Bueno, y la función principal

 static byte[] key_1 = {0x77, 0x66, 0x55, 0x44, 0x33, 0x22, 0x11, 0x00, (byte) 0xff, (byte) 0xee, (byte) 0xdd, (byte) 0xcc, (byte) 0xbb, (byte) 0xaa, (byte) 0x99, (byte) 0x88}; static byte[] key_2 = {(byte) 0xef, (byte) 0xcd, (byte) 0xab, (byte) 0x89, 0x67, 0x45, 0x23, 0x01, 0x10, 0x32, 0x54, 0x76, (byte) 0x98, (byte) 0xba, (byte) 0xdc, (byte) 0xfe}; static byte[] blk = DatatypeConverter.parseHexBinary("8899aabbccddeeff0077665544332211"); public static void main(String[] args) { GOST_Kuz_Expand_Key(key_1, key_2); byte[] encriptBlok = GOST_Kuz_Encript(blk); System.out.println(DatatypeConverter.printHexBinary(encriptBlok)); byte[] decriptBlok = GOST_Kuz_Decript(encriptBlok); System.out.println(DatatypeConverter.printHexBinary(decriptBlok)); } 

Aprendimos a cifrar un bloque de datos para cifrar texto cuya longitud es mayor que la longitud del bloque; hay varios modos descritos en el estándar - GOST 34.13-2015:

• modo de reemplazo simple (Electronic Codebook, ECB);
• modo gamma (contador, CTR);
• modo gamma con retroalimentación de salida (Feedback de salida, OFB);
• modo de engranaje de reemplazo simple (Cipher Block Chaining, CBC);
• modo gamma con retroalimentación en texto cifrado (Cipher Feedback, CFB);
• Modo de código de autenticación de mensaje (MAC).
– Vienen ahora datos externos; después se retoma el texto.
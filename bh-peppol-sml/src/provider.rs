// Copyright (C) 2020-2026  The Blockhouse Technology Limited (TBTL).
//
// This program is free software: you can redistribute it and/or modify it
// under the terms of the GNU Affero General Public License as published by
// the Free Software Foundation, either version 3 of the License, or (at your
// option) any later version.
//
// This program is distributed in the hope that it will be useful, but
// WITHOUT ANY WARRANTY; without even the implied warranty of MERCHANTABILITY
// or FITNESS FOR A PARTICULAR PURPOSE.  See the GNU Affero General Public
// License for more details.
//
// You should have received a copy of the GNU Affero General Public License
// along with this program.  If not, see <https://www.gnu.org/licenses/>.

use std::future::Future;

use bh_peppol_id::Identifier;
use bherror::traits::ForeignError as _;
use reqwest::Url;

use crate::{
    bdxl_hostname, classic_hostname, naptr::select_smp_uri, NaptrLookup, Result, SmlError,
    SmlZone,
};

/// Interface for turning a participant into the base URL of its SMP.
pub trait SmpUrlProvider: Sync {
    /// Returns the base URL of the SMP serving `participant` in the given `zone`.
    fn smp_url(
        &self,
        participant: &Identifier,
        zone: &SmlZone,
    ) -> impl Future<Output = Result<Url>> + Send;
}

/// [`SmpUrlProvider`] using the classic SML scheme.
///
/// The URL is `http://<classic hostname>/`; the hostname itself is resolved by the HTTP client
/// when connecting.
#[derive(Clone, Copy, Debug, Default)]
pub struct ClassicDnsProvider;

impl ClassicDnsProvider {
    /// Computes the SMP base URL without any I/O.
    pub fn smp_url_sync(&self, participant: &Identifier, zone: &SmlZone) -> Result<Url> {
        let hostname = classic_hostname(participant, zone)?;
        let url = format!("http://{hostname}/");

        Url::parse(&url).foreign_err(|| SmlError::InvalidSmpUrl(url))
    }
}

impl SmpUrlProvider for ClassicDnsProvider {
    async fn smp_url(&self, participant: &Identifier, zone: &SmlZone) -> Result<Url> {
        let url = self.smp_url_sync(participant, zone)?;
        tracing::debug!(%participant, %url, "SMP located via classic SML");
        Ok(url)
    }
}

/// [`SmpUrlProvider`] using the BDXL scheme, i.e. a `NAPTR` lookup of the
/// [`bdxl_hostname`][crate::bdxl_hostname].
#[derive(Clone, Debug)]
pub struct NaptrProvider<L> {
    lookup: L,
}

impl<L: NaptrLookup> NaptrProvider<L> {
    /// Creates a provider resolving records with `lookup`.
    pub fn new(lookup: L) -> Self {
        Self { lookup }
    }
}

impl<L: NaptrLookup> SmpUrlProvider for NaptrProvider<L> {
    async fn smp_url(&self, participant: &Identifier, zone: &SmlZone) -> Result<Url> {
        let domain = bdxl_hostname(participant, zone)?;

        let records = self
            .lookup
            .lookup(&domain)
            .await
            .foreign_err(|| SmlError::NaptrLookup(domain.clone()))?;

        let Some(uri) = select_smp_uri(&records) else {
            return Err(bherror::Error::root(SmlError::NoSmpRecord(domain))
                .ctx(format!("{} NAPTR records received", records.len())));
        };

        let url = Url::parse(uri).foreign_err(|| SmlError::InvalidSmpUrl(uri.to_owned()))?;
        tracing::debug!(%participant, %domain, %url, "SMP located via NAPTR");

        Ok(url)
    }
}

/// [`SmpUrlProvider`] always returning the same SMP, bypassing the SML.
#[derive(Clone, Debug)]
pub struct ExplicitSmpProvider {
    url: Url,
}

impl ExplicitSmpProvider {
    /// Creates a provider for the SMP at `url`.
    pub fn new(url: Url) -> Self {
        Self { url }
    }
}

impl SmpUrlProvider for ExplicitSmpProvider {
    async fn smp_url(&self, _participant: &Identifier, _zone: &SmlZone) -> Result<Url> {
        Ok(self.url.clone())
    }
}

#[cfg(test)]
mod tests {
    use std::sync::Mutex;

    use assert_matches::assert_matches;
    use bh_peppol_id::IdentifierFactory;

    use super::*;
    use crate::{naptr::tests::smp_record, NaptrRecord, PeppolNetwork};

    #[derive(Debug)]
    struct DnsFailure;

    impl std::fmt::Display for DnsFailure {
        fn fmt(&self, f: &mut std::fmt::Formatter<'_>) -> std::fmt::Result {
            write!(f, "SERVFAIL")
        }
    }

    impl std::error::Error for DnsFailure {}

    struct StaticLookup {
        records: std::result::Result<Vec<NaptrRecord>, ()>,
        queried: Mutex<Vec<String>>,
    }

    impl StaticLookup {
        fn new(records: std::result::Result<Vec<NaptrRecord>, ()>) -> Self {
            Self {
                records,
                queried: Mutex::new(Vec::new()),
            }
        }
    }

    impl NaptrLookup for StaticLookup {
        type Err = DnsFailure;

        async fn lookup(&self, domain: &str) -> std::result::Result<Vec<NaptrRecord>, DnsFailure> {
            self.queried.lock().unwrap().push(domain.to_owned());
            self.records.clone().map_err(|()| DnsFailure)
        }
    }

    fn participant() -> Identifier {
        IdentifierFactory::default()
            .peppol_participant("0088:976098897")
            .unwrap()
    }

    #[tokio::test]
    async fn test_classic_provider() {
        let zone = SmlZone::new("legacy", "sml.peppolcentral.org.", "", true).unwrap();

        let url = ClassicDnsProvider
            .smp_url(&participant(), &zone)
            .await
            .unwrap();

        assert_eq!(
            url.as_str(),
            "http://b-a4f72dd40b6353684ada99e1cde11925.iso6523-actorid-upis.sml.peppolcentral.org/"
        );
    }

    #[tokio::test]
    async fn test_naptr_provider() {
        let zone = SmlZone::new("legacy", "sml.peppolcentral.org.", "", true).unwrap();
        let lookup = StaticLookup::new(Ok(vec![
            smp_record(20, 1, "http://backup-smp.example.com"),
            smp_record(10, 1, "http://smp.example.com/smp"),
        ]));
        let provider = NaptrProvider::new(lookup);

        let url = provider.smp_url(&participant(), &zone).await.unwrap();

        assert_eq!(url.as_str(), "http://smp.example.com/smp");
        assert_eq!(
            provider.lookup.queried.lock().unwrap().as_slice(),
            ["LKS5SGTQYFR6KZXSRT5TGGAPLKWIOEPBATJ27BWNMWC3LOHLFI3A.iso6523-actorid-upis.sml.peppolcentral.org"]
        );
    }

    #[tokio::test]
    async fn test_naptr_provider_no_record() {
        let zone = PeppolNetwork::Test.zone();
        let mut other = smp_record(10, 1, "http://smp.example.com");
        other.service = "Meta:CPP".to_owned();
        let provider = NaptrProvider::new(StaticLookup::new(Ok(vec![other])));

        let err = provider.smp_url(&participant(), &zone).await.unwrap_err();

        assert_matches!(err.error, SmlError::NoSmpRecord(_));
    }

    #[tokio::test]
    async fn test_naptr_provider_lookup_failure() {
        let zone = PeppolNetwork::Test.zone();
        let provider = NaptrProvider::new(StaticLookup::new(Err(())));

        let err = provider.smp_url(&participant(), &zone).await.unwrap_err();

        assert_matches!(err.error, SmlError::NaptrLookup(_));
    }

    #[tokio::test]
    async fn test_naptr_provider_invalid_url() {
        let zone = PeppolNetwork::Test.zone();
        let provider = NaptrProvider::new(StaticLookup::new(Ok(vec![smp_record(
            1,
            1,
            "not a url",
        )])));

        let err = provider.smp_url(&participant(), &zone).await.unwrap_err();

        assert_matches!(err.error, SmlError::InvalidSmpUrl(_));
    }

    #[tokio::test]
    async fn test_explicit_provider() {
        let url = Url::parse("https://smp.example.com/").unwrap();
        let provider = ExplicitSmpProvider::new(url.clone());

        let received = provider
            .smp_url(&participant(), &PeppolNetwork::Production.zone())
            .await
            .unwrap();

        assert_eq!(received, url);
    }
}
En todos los modos, la longitud del texto siempre debe ser un múltiplo de la longitud del bloque, por lo que el texto siempre se rellena a la derecha con un solo bit y ceros a la longitud del bloque.

El modo más fácil es el modo de reemplazo simple. En este modo, el texto se divide en bloques, luego cada bloque se cifra por separado del resto, luego los bloques del texto cifrado se pegan y obtenemos un mensaje cifrado. Este modo es el más simple y el más vulnerable y casi nunca se aplica en la práctica.

Otros modos pueden considerarse en detalle más adelante.